The firm opened for business in January 2002, its core values described on its Web site as "integrity, optimism, courage, preparedness, communication and accountability." From an initial group of about a dozen principals and support staffers, it has since quadrupled in size.
Giuliani, the chairman and chief executive, had little private-sector experience but early on entered into a strategic alliance with the accounting firm Ernst & Young, long a city contractor under his administration. The affiliation brought instant business know-how along with a stable of potential blue-chip clients.
In "Leadership," the best-selling book he wrote in 2002, Giuliani devoted a chapter called "Surround Yourself With Great People" to describe the people he picked to help run the firm. The core of the group comprised close political associates and City Hall advisers -- not seasoned businesspeople. And some had problems in their pasts.
Kerik took the lead building the Giuliani Partners security arm. But even before Giuliani left the mayor's office, city investigators had warned him that Kerik might have ties to organized-crime figures, a warning Giuliani recently testified that he did not recall. Kerik abruptly left the firm in early 2005, after his nomination to be homeland security secretary -- supported by Giuliani -- collapsed. That was a year before he pleaded guilty to a misdemeanor charge that he accepted free work on his apartment from a contracting firm accused of having ties to organized crime.
To replace Kerik, Giuliani turned to a respected former FBI executive, Pasquale J. D'Amuro, who had risen through the ranks as one of the bureau's savviest antiterrorism agents to become its third-ranking official. In 2004, a Justice Department inquiry into the controversial removal of souvenirs from the World Trade Center site disclosed that D'Amuro had asked a subordinate to gather half a dozen items from Ground Zero as mementos just weeks after the attacks, and D'Amuro later acknowledged that he kept one piece of granite that he received in June 2003. The FBI took no action against D'Amuro, and he donated his memento to the New York FBI office before retiring.
In 2003, Giuliani also brought into the firm Alan Placa, an old friend who resigned as vice chancellor of the Diocese of Rockville Centre on Long Island a week after being confronted by Newsday with allegations that former parishioners had been abused. The newspaper published portions of a 2003 Suffolk County grand jury report in which accusers said he used his position to stifle complaints of abuse by clergy. The firm would not make Placa available to comment, but the Long Island newspaper has reported that Placa denied the allegations, was not charged with a crime, and is going through a process within the church to clear his name.
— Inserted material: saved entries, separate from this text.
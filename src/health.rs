//! System health probe (§4.5 task 4). Purely observational: samples CPU,
//! memory, and disk usage and lets the scheduler log warnings on threshold
//! breach. Never influences scheduling decisions.

use sysinfo::{Disks, System};

#[derive(Debug, Clone, Copy, serde::Serialize)]
pub struct HealthSample {
    pub cpu_used_pct: f32,
    pub mem_used_pct: f64,
    pub disk_used_pct: f64,
}

pub fn sample() -> HealthSample {
    let mut sys = System::new_all();
    sys.refresh_cpu_usage();
    sys.refresh_memory();

    let cpu_used_pct = sys.global_cpu_usage();
    let mem_used_pct = if sys.total_memory() > 0 {
        sys.used_memory() as f64 / sys.total_memory() as f64
    } else {
        0.0
    };

    let disks = Disks::new_with_refreshed_list();
    let (total, available): (u64, u64) = disks
        .iter()
        .fold((0, 0), |(t, a), d| (t + d.total_space(), a + d.available_space()));
    let disk_used_pct = if total > 0 {
        1.0 - (available as f64 / total as f64)
    } else {
        0.0
    };

    HealthSample {
        cpu_used_pct,
        mem_used_pct,
        disk_used_pct,
    }
}

#[cfg(test)]
mod tests {
    use super::*;

    #[test]
    fn sample_returns_fractions_in_range() {
        let s = sample();
        assert!(s.mem_used_pct >= 0.0 && s.mem_used_pct <= 1.0);
        assert!(s.disk_used_pct >= 0.0 && s.disk_used_pct <= 1.0);
    }
}
use rand::Rng;
use std::time::{SystemTime, UNIX_EPOCH};

/// Lowercase base58-like alphabet, with ambiguous characters (`0`, `o`, `1`, `l`) dropped
/// so job ids are easy to read aloud and don't get confused with GPU indices.
const ID_ALPHABET: &[u8] = b"23456789abcdefghijkmnpqrstuvwxyz";
pub const ID_LEN: usize = 6;

/// Generates a random candidate id. Uniqueness against existing jobs is the caller's
/// responsibility (see `Store::generate_job_id`).
pub fn random_id() -> String {
    let mut rng = rand::rng();
    (0..ID_LEN)
        .map(|_| {
            let idx = rng.random_range(0..ID_ALPHABET.len());
            ID_ALPHABET[idx] as char
        })
        .collect()
}

/// Seconds since the Unix epoch, as a float (matches the data model's timestamp fields).
pub fn now_secs() -> f64 {
    SystemTime::now()
        .duration_since(UNIX_EPOCH)
        .unwrap_or_default()
        .as_secs_f64()
}

/// Turns a relative path into a filesystem-safe flattened string, used for the
/// well-known `/tmp/nexus-{id}-<flattened>` output file destination.
pub fn flatten_path(path: &str) -> String {
    path.chars()
        .map(|c| if c.is_ascii_alphanumeric() || c == '.' || c == '-' { c } else { '_' })
        .collect()
}
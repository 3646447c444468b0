//! # Engine Configuration Module
//!
//! This module defines configuration structures for the matching and nutrition
//! engine, including result composition limits and reference data locations.
//! Values can be overridden through environment variables (a `.env` file is
//! honoured).

use crate::engine_errors::EngineError;
use std::env;
use std::path::PathBuf;
use std::str::FromStr;
use tracing::debug;

// Constants for engine configuration
pub const DEFAULT_TARGET_SIZE: usize = 15;
pub const DEFAULT_SUGGESTION_FLOOR: usize = 3;
pub const DEFAULT_SUGGESTION_LIMIT: usize = 5;
pub const DEFAULT_SERVING_DIVISOR: f64 = 4.0;
pub const DEFAULT_NUTRITION_DATA_PATH: &str = "data/nutrition_data.json";
pub const DEFAULT_RECIPES_PATH: &str = "data/recipes.json";

/// Result composition settings for recipe ranking
#[derive(Debug, Clone, PartialEq)]
pub struct RankerConfig {
    /// `other`-tier recipes are only added while perfect+high+good is below this size
    pub target_size: usize,
    /// Rating-based suggestions are appended while the result count is below this floor
    pub suggestion_floor: usize,
    /// Maximum number of rating-based suggestions
    pub suggestion_limit: usize,
}

impl Default for RankerConfig {
    fn default() -> Self {
        Self {
            target_size: DEFAULT_TARGET_SIZE,
            suggestion_floor: DEFAULT_SUGGESTION_FLOOR,
            suggestion_limit: DEFAULT_SUGGESTION_LIMIT,
        }
    }
}

/// Nutrition calculation settings
#[derive(Debug, Clone, PartialEq)]
pub struct NutritionConfig {
    /// Number of servings totals are divided by for the per-serving view
    pub serving_divisor: f64,
    /// Location of the reference nutrition table
    pub reference_data_path: PathBuf,
}

impl Default for NutritionConfig {
    fn default() -> Self {
        Self {
            serving_divisor: DEFAULT_SERVING_DIVISOR,
            reference_data_path: PathBuf::from(DEFAULT_NUTRITION_DATA_PATH),
        }
    }
}

/// Top-level engine configuration
#[derive(Debug, Clone, PartialEq)]
pub struct EngineConfig {
    pub ranker: RankerConfig,
    pub nutrition: NutritionConfig,
    /// Location of the recipe corpus snapshot
    pub recipes_path: PathBuf,
}

impl Default for EngineConfig {
    fn default() -> Self {
        Self {
            ranker: RankerConfig::default(),
            nutrition: NutritionConfig::default(),
            recipes_path: PathBuf::from(DEFAULT_RECIPES_PATH),
        }
    }
}

impl EngineConfig {
    /// Load configuration from the process environment
    ///
    /// Reads `.env` if present, then applies any of:
    /// `COOKIFY_SEARCH_TARGET_SIZE`, `COOKIFY_SUGGESTION_FLOOR`,
    /// `COOKIFY_SUGGESTION_LIMIT`, `COOKIFY_SERVING_DIVISOR`,
    /// `COOKIFY_NUTRITION_DATA`, `COOKIFY_RECIPES`.
    pub fn from_env() -> Result<Self, EngineError> {
        dotenv::dotenv().ok();
        Self::from_lookup(|key| env::var(key).ok())
    }

    /// Build configuration from an arbitrary key lookup
    pub fn from_lookup<F>(lookup: F) -> Result<Self, EngineError>
    where
        F: Fn(&str) -> Option<String>,
    {
        let mut config = Self::default();

        if let Some(value) = parse_var(&lookup, "COOKIFY_SEARCH_TARGET_SIZE")? {
            config.ranker.target_size = value;
        }
        if let Some(value) = parse_var(&lookup, "COOKIFY_SUGGESTION_FLOOR")? {
            config.ranker.suggestion_floor = value;
        }
        if let Some(value) = parse_var(&lookup, "COOKIFY_SUGGESTION_LIMIT")? {
            config.ranker.suggestion_limit = value;
        }
        if let Some(value) = parse_var::<f64, _>(&lookup, "COOKIFY_SERVING_DIVISOR")? {
            if !(value > 0.0 && value.is_finite()) {
                return Err(EngineError::Config(format!(
                    "COOKIFY_SERVING_DIVISOR must be a positive number, got {value}"
                )));
            }
            config.nutrition.serving_divisor = value;
        }
        if let Some(path) = lookup("COOKIFY_NUTRITION_DATA") {
            config.nutrition.reference_data_path = PathBuf::from(path);
        }
        if let Some(path) = lookup("COOKIFY_RECIPES") {
            config.recipes_path = PathBuf::from(path);
        }

        debug!("Loaded engine configuration: {:?}", config);
        Ok(config)
    }
}

fn parse_var<T, F>(lookup: &F, key: &str) -> Result<Option<T>, EngineError>
where
    T: FromStr,
    F: Fn(&str) -> Option<String>,
{
    match lookup(key) {
        None => Ok(None),
        Some(raw) => raw
            .trim()
            .parse()
            .map(Some)
            .map_err(|_| EngineError::Config(format!("{key} has invalid value '{raw}'"))),
    }
}

#[cfg(test)]
mod tests {
    use super::*;
    use std::collections::HashMap;

    fn lookup_from(pairs: &[(&str, &str)]) -> impl Fn(&str) -> Option<String> {
        let map: HashMap<String, String> = pairs
            .iter()
            .map(|(k, v)| (k.to_string(), v.to_string()))
            .collect();
        move |key| map.get(key).cloned()
    }

    #[test]
    fn test_defaults() {
        let config = EngineConfig::default();
        assert_eq!(config.ranker.target_size, 15);
        assert_eq!(config.ranker.suggestion_floor, 3);
        assert_eq!(config.ranker.suggestion_limit, 5);
        assert_eq!(config.nutrition.serving_divisor, 4.0);
        assert_eq!(
            config.nutrition.reference_data_path,
            PathBuf::from("data/nutrition_data.json")
        );
    }

    #[test]
    fn test_overrides() {
        let config = EngineConfig::from_lookup(lookup_from(&[
            ("COOKIFY_SEARCH_TARGET_SIZE", "20"),
            ("COOKIFY_SUGGESTION_FLOOR", " 1 "),
            ("COOKIFY_SERVING_DIVISOR", "2"),
            ("COOKIFY_RECIPES", "/tmp/recipes.json"),
        ]))
        .unwrap();

        assert_eq!(config.ranker.target_size, 20);
        assert_eq!(config.ranker.suggestion_floor, 1);
        assert_eq!(config.ranker.suggestion_limit, 5);
        assert_eq!(config.nutrition.serving_divisor, 2.0);
        assert_eq!(config.recipes_path, PathBuf::from("/tmp/recipes.json"));
    }

    #[test]
    fn test_invalid_values_rejected() {
        let err = EngineConfig::from_lookup(lookup_from(&[("COOKIFY_SEARCH_TARGET_SIZE", "many")]))
            .unwrap_err();
        assert!(matches!(err, EngineError::Config(_)));

        let err = EngineConfig::from_lookup(lookup_from(&[("COOKIFY_SERVING_DIVISOR", "0")]))
            .unwrap_err();
        assert!(matches!(err, EngineError::Config(_)));
    }
}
Placa has been described by the firm as a "consultant."
Over the years, Giuliani Partners formed several subsidiaries or strategic alliances. They included an investment bank called Giuliani Capital Advisors that counseled companies on bankruptcies and investments in the security marketplace. It was sold for an undisclosed amount as Giuliani was preparing his run for president.
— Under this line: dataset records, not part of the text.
//! # Nutrition Aggregator Module
//!
//! Turns a list of free-text ingredient lines into nutrient totals using a
//! reference table.
//!
//! Each line is parsed, resolved against the table (exact name, then the name
//! inside a reference key, then a reference key inside the name), converted to
//! the reference entry's unit, and accumulated. Unresolved lines contribute
//! nothing. Totals are rounded to one decimal place once, at the end.

use crate::ingredient_parser::{parse, ParsedIngredientLine, Unit};
use crate::nutrition_model::{Nutrient, NutritionTotals, ReferenceIngredientEntry, ReferenceTable};
use tracing::{debug, info};

/// Aggregate nutrient totals for `lines`
///
/// # Examples
///
/// ```rust
/// use cookify::nutrition_aggregator::aggregate;
/// use cookify::nutrition_model::ReferenceTable;
///
/// let reference = ReferenceTable::from_json_str(r#"{"ingredients": {
///     "flour": {"unit": "cup", "calories_per_unit": 455, "protein_per_unit": 13,
///               "carbs_per_unit": 95, "fats_per_unit": 1.2, "fiber_per_unit": 3.4}
/// }}"#)?;
///
/// let totals = aggregate(&["2 cups flour", "unicorn dust"], &reference);
/// assert_eq!(totals.calories.value, 910.0);
/// assert_eq!(totals.fats.value, 2.4);
/// # Ok::<(), cookify::engine_errors::EngineError>(())
/// ```
pub fn aggregate<S: AsRef<str>>(lines: &[S], reference: &ReferenceTable) -> NutritionTotals {
    let mut totals = NutritionTotals::default();
    let mut resolved = 0;

    for line in lines {
        let parsed = parse(line.as_ref());
        let Some(entry) = resolve(&parsed.name, reference) else {
            debug!("Unresolved ingredient '{}', skipping", parsed.name);
            continue;
        };
        resolved += 1;

        let amount = scaled_quantity(&parsed, &entry.unit);
        debug!(
            "'{}' -> '{}': {} {:?} = {} {}",
            line.as_ref(),
            entry.name,
            parsed.quantity,
            parsed.unit,
            amount,
            entry.unit
        );

        for nutrient in Nutrient::ALL {
            totals.get_mut(nutrient).value += amount * entry.per_unit(nutrient);
        }
    }

    info!(
        "Aggregated nutrition for {} lines ({} resolved)",
        lines.len(),
        resolved
    );
    totals.rounded()
}

/// Find the reference entry for an ingredient name
///
/// Tries an exact key first, then a key containing `name`, then a key contained
/// in `name`. Substring candidates are taken in table order. Blank names never resolve.
pub fn resolve<'a>(name: &str, reference: &'a ReferenceTable) -> Option<&'a ReferenceIngredientEntry> {
    let name = name.trim();
    if name.is_empty() {
        return None;
    }

    reference
        .get(name)
        .or_else(|| reference.iter().find(|entry| entry.name.contains(name)))
        .or_else(|| {
            reference
                .iter()
                .find(|entry| !entry.name.is_empty() && name.contains(entry.name.as_str()))
        })
}

/// Factor converting one `from` unit into the reference unit `to`
///
/// Only tablespoon→cup, teaspoon→tablespoon and teaspoon→cup convert; unit-less
/// lines, identical units and any other pair use a factor of 1.
pub fn conversion_factor(from: Option<Unit>, to: &str) -> f64 {
    let Some(from) = from else {
        return 1.0;
    };
    match (from, Unit::from_token(to)) {
        (Unit::Tablespoon, Some(Unit::Cup)) => 1.0 / 16.0,
        (Unit::Teaspoon, Some(Unit::Tablespoon)) => 1.0 / 3.0,
        (Unit::Teaspoon, Some(Unit::Cup)) => 1.0 / 48.0,
        _ => 1.0,
    }
}

/// The parsed quantity expressed in the reference entry's unit
pub fn scaled_quantity(parsed: &ParsedIngredientLine, reference_unit: &str) -> f64 {
    parsed.quantity * conversion_factor(parsed.unit, reference_unit)
}

#[cfg(test)]
mod tests {
    use super::*;

    fn reference() -> ReferenceTable {
        ReferenceTable::from_json_str(
            r#"{"ingredients": {
                "flour": {"unit": "cup", "calories_per_unit": 455, "protein_per_unit": 13,
                          "carbs_per_unit": 95, "fats_per_unit": 1.2, "fiber_per_unit": 3.4},
                "sugar": {"unit": "cup", "calories_per_unit": 774, "carbs_per_unit": 200},
                "butter": {"unit": "tablespoon", "calories_per_unit": 102, "fats_per_unit": 11.5},
                "egg": {"unit": "whole", "calories_per_unit": 72, "protein_per_unit": 6.3,
                        "fats_per_unit": 4.8},
                "chicken breast": {"unit": "ounce", "calories_per_unit": 31, "protein_per_unit": 6.5}
            }}"#,
        )
        .unwrap()
    }

    #[test]
    fn test_empty_input_is_all_zero() {
        let empty: [&str; 0] = [];
        assert_eq!(aggregate(&empty, &reference()), NutritionTotals::default());
    }

    #[test]
    fn test_teaspoons_to_cups() {
        let totals = aggregate(&["3 tsp sugar"], &reference());
        // 3/48 cup * 774 kcal = 48.375
        assert_eq!(totals.calories.value, 48.4);
        assert_eq!(totals.carbs.value, 12.5);
        assert_eq!(scaled_quantity(&parse("3 teaspoons sugar"), "cup"), 0.0625);
    }

    #[test]
    fn test_conversion_table() {
        assert_eq!(conversion_factor(Some(Unit::Tablespoon), "cup"), 1.0 / 16.0);
        assert_eq!(conversion_factor(Some(Unit::Teaspoon), "tablespoon"), 1.0 / 3.0);
        assert_eq!(conversion_factor(Some(Unit::Teaspoon), "cup"), 1.0 / 48.0);
        assert_eq!(conversion_factor(Some(Unit::Cup), "cup"), 1.0);
        assert_eq!(conversion_factor(Some(Unit::Teaspoon), "tbsp"), 1.0 / 3.0);
        // No reverse conversions
        assert_eq!(conversion_factor(Some(Unit::Cup), "tablespoon"), 1.0);
        assert_eq!(conversion_factor(Some(Unit::Ounce), "gram"), 1.0);
        assert_eq!(conversion_factor(None, "cup"), 1.0);
    }

    #[test]
    fn test_resolution_order() {
        let table = reference();
        assert_eq!(resolve("egg", &table).map(|e| e.name.as_str()), Some("egg"));
        // name inside a key
        assert_eq!(
            resolve("chicken", &table).map(|e| e.name.as_str()),
            Some("chicken breast")
        );
        // key inside the name
        assert_eq!(
            resolve("unsalted butter", &table).map(|e| e.name.as_str()),
            Some("butter")
        );
        assert!(resolve("saffron", &table).is_none());
        assert!(resolve("", &table).is_none());
    }

    #[test]
    fn test_unresolved_lines_are_skipped() {
        let totals = aggregate(&["2 whole eggs", "a pinch of saffron", ""], &reference());
        assert_eq!(totals.calories.value, 144.0);
        assert_eq!(totals.protein.value, 12.6);
        assert_eq!(totals.fats.value, 9.6);
        assert_eq!(totals.fiber.value, 0.0);
    }

    #[test]
    fn test_accumulates_and_rounds_once() {
        let totals = aggregate(
            &["2 cups flour", "1/2 cup sugar", "2 tbsp butter", "4 oz chicken breast"],
            &reference(),
        );
        // 910 + 387 + 204 + 124
        assert_eq!(totals.calories.value, 1625.0);
        // 26 + 26
        assert_eq!(totals.protein.value, 52.0);
        // 2.4 + 23
        assert_eq!(totals.fats.value, 25.4);
        assert_eq!(totals.carbs.value, 290.0);
        assert_eq!(totals.fiber.value, 6.8);
    }

    #[test]
    fn test_multi_line_entry_keeps_quantity() {
        let totals = aggregate(&["2 cups flour\nsifted"], &reference());
        assert_eq!(totals.calories.value, 910.0);
    }

    #[test]
    fn test_unknown_unit_pair_uses_raw_quantity() {
        // flour is per cup; ounces have no conversion so 3 is used as-is
        let totals = aggregate(&["3 oz flour"], &reference());
        assert_eq!(totals.calories.value, 1365.0);
    }
}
The firm also created several security divisions over the years. The first, Giuliani-Kerik, advised companies on matters as diverse as making buildings more secure and marketing security products. In 2005, after Kerik left, it was renamed Giuliani Security & Safety. Giuliani Partners also created an overseas security arm called Giuliani Security & Safety Asia, which has done business in Japan similar to what the firm's U.S. entities do, and an overseas consulting unit called Giuliani Compliance Japan.
Right from the start, Hess said, Giuliani proved to be as "hands-on" as chief executive as he was as mayor. Giuliani demanded daily briefings at the firm that were "reminiscent of the staff meetings that we had in City Hall," Hess recalled.